**Required work:** Some lines in the data below hold the string "find". Report how many, as a bare number.

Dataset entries
>>>
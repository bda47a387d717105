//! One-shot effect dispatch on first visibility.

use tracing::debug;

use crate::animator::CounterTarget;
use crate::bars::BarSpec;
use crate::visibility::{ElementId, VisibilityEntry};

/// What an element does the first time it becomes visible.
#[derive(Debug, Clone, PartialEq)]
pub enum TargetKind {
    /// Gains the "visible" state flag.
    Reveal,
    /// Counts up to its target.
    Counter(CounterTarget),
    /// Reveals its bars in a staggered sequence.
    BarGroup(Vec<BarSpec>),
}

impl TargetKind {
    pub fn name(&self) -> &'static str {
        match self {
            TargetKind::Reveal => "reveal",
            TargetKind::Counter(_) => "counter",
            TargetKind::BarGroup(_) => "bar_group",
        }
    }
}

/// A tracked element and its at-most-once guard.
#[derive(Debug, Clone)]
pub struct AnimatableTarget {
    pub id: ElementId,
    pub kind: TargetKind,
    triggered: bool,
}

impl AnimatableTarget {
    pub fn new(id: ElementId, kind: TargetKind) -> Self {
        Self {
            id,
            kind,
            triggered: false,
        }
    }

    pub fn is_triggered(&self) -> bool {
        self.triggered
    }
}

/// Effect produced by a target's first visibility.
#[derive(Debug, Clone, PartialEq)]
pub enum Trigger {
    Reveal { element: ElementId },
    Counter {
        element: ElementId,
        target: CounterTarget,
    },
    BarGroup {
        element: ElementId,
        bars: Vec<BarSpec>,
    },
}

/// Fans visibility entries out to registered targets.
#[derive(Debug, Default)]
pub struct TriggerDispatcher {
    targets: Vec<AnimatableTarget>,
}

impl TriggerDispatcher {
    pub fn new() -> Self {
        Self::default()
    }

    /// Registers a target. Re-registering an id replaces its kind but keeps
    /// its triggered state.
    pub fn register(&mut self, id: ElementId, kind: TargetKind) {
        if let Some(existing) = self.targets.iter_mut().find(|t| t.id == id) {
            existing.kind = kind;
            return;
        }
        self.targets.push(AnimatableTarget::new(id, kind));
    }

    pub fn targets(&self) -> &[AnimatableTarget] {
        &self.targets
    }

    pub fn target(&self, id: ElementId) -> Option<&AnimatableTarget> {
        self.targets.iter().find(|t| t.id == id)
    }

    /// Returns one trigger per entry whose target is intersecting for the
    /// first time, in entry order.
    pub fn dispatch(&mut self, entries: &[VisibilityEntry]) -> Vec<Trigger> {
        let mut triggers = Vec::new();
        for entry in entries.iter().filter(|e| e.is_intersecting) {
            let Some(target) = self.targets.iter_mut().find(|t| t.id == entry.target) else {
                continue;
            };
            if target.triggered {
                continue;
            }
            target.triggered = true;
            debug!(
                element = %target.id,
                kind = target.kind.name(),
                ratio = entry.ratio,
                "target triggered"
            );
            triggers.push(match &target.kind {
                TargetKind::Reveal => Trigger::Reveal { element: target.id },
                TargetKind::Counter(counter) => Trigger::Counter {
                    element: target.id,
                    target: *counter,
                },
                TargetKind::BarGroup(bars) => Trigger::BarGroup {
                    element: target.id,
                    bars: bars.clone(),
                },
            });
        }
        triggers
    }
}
<<<
**Output of the exercise:** 3